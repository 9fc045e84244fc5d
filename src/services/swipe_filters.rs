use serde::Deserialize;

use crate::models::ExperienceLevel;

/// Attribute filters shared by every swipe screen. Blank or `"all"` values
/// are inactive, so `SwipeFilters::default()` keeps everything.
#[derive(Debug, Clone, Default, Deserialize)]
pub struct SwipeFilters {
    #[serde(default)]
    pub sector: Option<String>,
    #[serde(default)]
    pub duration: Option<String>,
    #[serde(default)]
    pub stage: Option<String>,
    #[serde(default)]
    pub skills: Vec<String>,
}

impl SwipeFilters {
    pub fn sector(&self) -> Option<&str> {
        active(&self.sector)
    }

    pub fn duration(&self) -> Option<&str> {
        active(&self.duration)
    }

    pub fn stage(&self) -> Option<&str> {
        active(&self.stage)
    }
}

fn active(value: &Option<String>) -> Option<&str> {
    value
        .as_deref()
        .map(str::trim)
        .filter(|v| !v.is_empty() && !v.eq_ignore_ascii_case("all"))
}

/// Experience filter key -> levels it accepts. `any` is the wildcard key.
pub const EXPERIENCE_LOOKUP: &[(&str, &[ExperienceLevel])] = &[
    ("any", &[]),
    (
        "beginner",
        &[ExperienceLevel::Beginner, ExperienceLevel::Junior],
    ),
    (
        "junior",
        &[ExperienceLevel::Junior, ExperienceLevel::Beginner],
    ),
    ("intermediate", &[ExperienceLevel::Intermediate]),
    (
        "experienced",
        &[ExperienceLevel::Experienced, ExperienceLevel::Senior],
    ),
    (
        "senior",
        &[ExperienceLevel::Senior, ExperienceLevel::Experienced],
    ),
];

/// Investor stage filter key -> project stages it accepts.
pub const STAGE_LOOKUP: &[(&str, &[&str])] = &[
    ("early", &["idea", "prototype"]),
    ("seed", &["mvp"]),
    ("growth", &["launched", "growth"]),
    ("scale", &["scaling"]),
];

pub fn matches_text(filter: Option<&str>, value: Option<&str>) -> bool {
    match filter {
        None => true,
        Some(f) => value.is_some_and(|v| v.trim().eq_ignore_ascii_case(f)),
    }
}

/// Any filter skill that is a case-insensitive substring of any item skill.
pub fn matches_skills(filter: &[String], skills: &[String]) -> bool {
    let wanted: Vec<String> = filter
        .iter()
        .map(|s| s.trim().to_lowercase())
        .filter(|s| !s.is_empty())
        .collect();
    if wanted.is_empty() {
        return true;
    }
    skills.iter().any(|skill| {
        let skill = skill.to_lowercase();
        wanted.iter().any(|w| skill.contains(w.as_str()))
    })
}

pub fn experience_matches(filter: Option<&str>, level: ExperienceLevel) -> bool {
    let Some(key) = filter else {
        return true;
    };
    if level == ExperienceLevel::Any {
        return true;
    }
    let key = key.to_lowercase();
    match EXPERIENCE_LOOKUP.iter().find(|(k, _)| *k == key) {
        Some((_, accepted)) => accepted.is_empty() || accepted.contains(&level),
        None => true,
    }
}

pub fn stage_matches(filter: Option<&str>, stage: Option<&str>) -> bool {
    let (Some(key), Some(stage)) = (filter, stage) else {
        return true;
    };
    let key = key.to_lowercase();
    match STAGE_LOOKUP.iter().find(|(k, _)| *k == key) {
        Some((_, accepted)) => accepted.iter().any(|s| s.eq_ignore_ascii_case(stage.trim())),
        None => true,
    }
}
◇ ◇ ◇ ◇ ◇
* _PROBLEM DESCRIPTION_
All the records above need to be set down again exactly as they were given.

* _FINAL ANSWER_
repository 9fc045e84244fc5d
filename src/services/swipe_filters.rs
use serde::Deserialize;

use crate::models::ExperienceLevel;

/// Attribute filters shared by every swipe screen. Blank or `"all"` values
/// are inactive, so `SwipeFilters::default()` keeps everything.
#[derive(Debug, Clone, Default, Deserialize)]
pub struct SwipeFilters {
    #[serde(default)]
    pub sector: Option<String>,
    #[serde(default)]
    pub duration: Option<String>,
    #[serde(default)]
    pub stage: Option<String>,
    #[serde(default)]
    pub skills: Vec<String>,
}

impl SwipeFilters {
    pub fn sector(&self) -> Option<&str> {
        active(&self.sector)
    }

    pub fn duration(&self) -> Option<&str> {
        active(&self.duration)
    }

    pub fn stage(&self) -> Option<&str> {
        active(&self.stage)
    }
}

fn active(value: &Option<String>) -> Option<&str> {
    value
        .as_deref()
        .map(str::trim)
        .filter(|v| !v.is_empty() && !v.eq_ignore_ascii_case("all"))
}

/// Experience filter key -> levels it accepts. `any` is the wildcard key.
pub const EXPERIENCE_LOOKUP: &[(&str, &[ExperienceLevel])] = &[
    ("any", &[]),
    (
        "beginner",
        &[ExperienceLevel::Beginner, ExperienceLevel::Junior],
    ),
    (
        "junior",
        &[ExperienceLevel::Junior, ExperienceLevel::Beginner],
    ),
    ("intermediate", &[ExperienceLevel::Intermediate]),
    (
        "experienced",
        &[ExperienceLevel::Experienced, ExperienceLevel::Senior],
    ),
    (
        "senior",
        &[ExperienceLevel::Senior, ExperienceLevel::Experienced],
    ),
];

/// Investor stage filter key -> project stages it accepts.
pub const STAGE_LOOKUP: &[(&str, &[&str])] = &[
    ("early", &["idea", "prototype"]),
    ("seed", &["mvp"]),
    ("growth", &["launched", "growth"]),
    ("scale", &["scaling"]),
];

pub fn matches_text(filter: Option<&str>, value: Option<&str>) -> bool {
    match filter {
        None => true,
        Some(f) => value.is_some_and(|v| v.trim().eq_ignore_ascii_case(f)),
    }
}

/// Any filter skill that is a case-insensitive substring of any item skill.
pub fn matches_skills(filter: &[String], skills: &[String]) -> bool {
    let wanted: Vec<String> = filter
        .iter()
        .map(|s| s.trim().to_lowercase())
        .filter(|s| !s.is_empty())
        .collect();
    if wanted.is_empty() {
        return true;
    }
    skills.iter().any(|skill| {
        let skill = skill.to_lowercase();
        wanted.iter().any(|w| skill.contains(w.as_str()))
    })
}

pub fn experience_matches(filter: Option<&str>, level: ExperienceLevel) -> bool {
    let Some(key) = filter else {
        return true;
    };
    if level == ExperienceLevel::Any {
        return true;
    }
    let key = key.to_lowercase();
    match EXPERIENCE_LOOKUP.iter().find(|(k, _)| *k == key) {
        Some((_, accepted)) => accepted.is_empty() || accepted.contains(&level),
        None => true,
    }
}

pub fn stage_matches(filter: Option<&str>, stage: Option<&str>) -> bool {
    let (Some(key), Some(stage)) = (filter, stage) else {
        return true;
    };
    let key = key.to_lowercase();
    match STAGE_LOOKUP.iter().find(|(k, _)| *k == key) {
        Some((_, accepted)) => accepted.iter().any(|s| s.eq_ignore_ascii_case(stage.trim())),
        None => true,
    }
}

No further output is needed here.